Orbital characteristics
- Epoch 31 July 2016 (JD 2457600.5)
- Uncertainty parameter 0
- Observation arc: 114.46 yr (41807 d)
- Aphelion: 3.3397 AU (499.61 Gm)
- Perihelion: 2.6243 AU (392.59 Gm)
- Semi-major axis: 2.9820 AU (446.10 Gm)
- Eccentricity: 0.11996
- Orbital period (sidereal): 5.15 yr (1880.9 d)
- Mean anomaly: 71.676°
- Mean motion: 0° 11^{m} 29.04^{s} / day
- Inclination: 13.445°
- Longitude of ascending node: 189.431°
- Argument of perihelion: 257.146°

Physical characteristics
- Mean radius: 28.485±0.7 km
- Synodic rotation period: 6.977 h (0.2907 d)
- Geometric albedo: 0.1148±0.006
- Absolute magnitude (H): 9.19

= 611 Valeria =

Main-belt asteroid

611 Valeria is a minor planet orbiting the Sun that was discovered by American astronomer Joel Hastings Metcalf on September 24, 1906, from Taunton, Massachusetts.
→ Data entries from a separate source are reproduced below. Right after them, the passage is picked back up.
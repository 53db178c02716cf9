//! Forecast chart rendering for weather-charts
//!
//! Turns a [`wxc_weather::ForecastSeries`] into a multi-axis raster chart
//! with a wind-direction arrow overlay, and collects the charts into a
//! static HTML dashboard.

pub mod dataset;
pub mod error;
pub mod labels;
pub mod overlay;
pub mod page;
pub mod render;
pub mod tooltip;

pub use dataset::{standard_datasets, Axis, Dataset, DatasetKind, Rgba};
pub use error::ChartError;
pub use labels::{format_labels, grid_color, tooltip_title, GridColor};
pub use overlay::WindArrows;
pub use page::Dashboard;
pub use render::{Chart, ChartOptions, PlotArea};
pub use tooltip::Tooltip;
use thiserror::Error;
use wxc_core::AppError;

#[derive(Error, Debug)]
pub enum ChartError {
    #[error("Invalid canvas size {width}x{height}")]
    InvalidSize { width: u32, height: u32 },

    #[error("Forecast for {0} has no data points")]
    EmptySeries(String),

    #[error("PNG encoding failed: {0}")]
    Encode(String),

    #[error("Dashboard template failed: {0}")]
    Template(String),

    #[error("IO error: {0}")]
    Io(#[from] std::io::Error),
}

impl From<tera::Error> for ChartError {
    fn from(e: tera::Error) -> Self {
        // Tera keeps the useful detail in the source chain.
        let mut message = e.to_string();
        let mut source = std::error::Error::source(&e);
        while let Some(cause) = source {
            message.push_str(": ");
            message.push_str(&cause.to_string());
            source = cause.source();
        }
        Self::Template(message)
    }
}

impl From<ChartError> for AppError {
    fn from(e: ChartError) -> Self {
        match e {
            ChartError::Io(e) => AppError::Io(e),
            other => AppError::Other(anyhow::Error::new(other)),
        }
    }
}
The name may have been inspired by the asteroid's provisional designation 1906 VL.

Photometric observations of this asteroid at the Organ Mesa Observatory in Las Cruces, New Mexico, during 2012 gave a light curve with a period of 6.977 ± 0.001 hours and a brightness variation of 0.08 ± 0.01 in magnitude. This result is consistent with a previous study from 2008.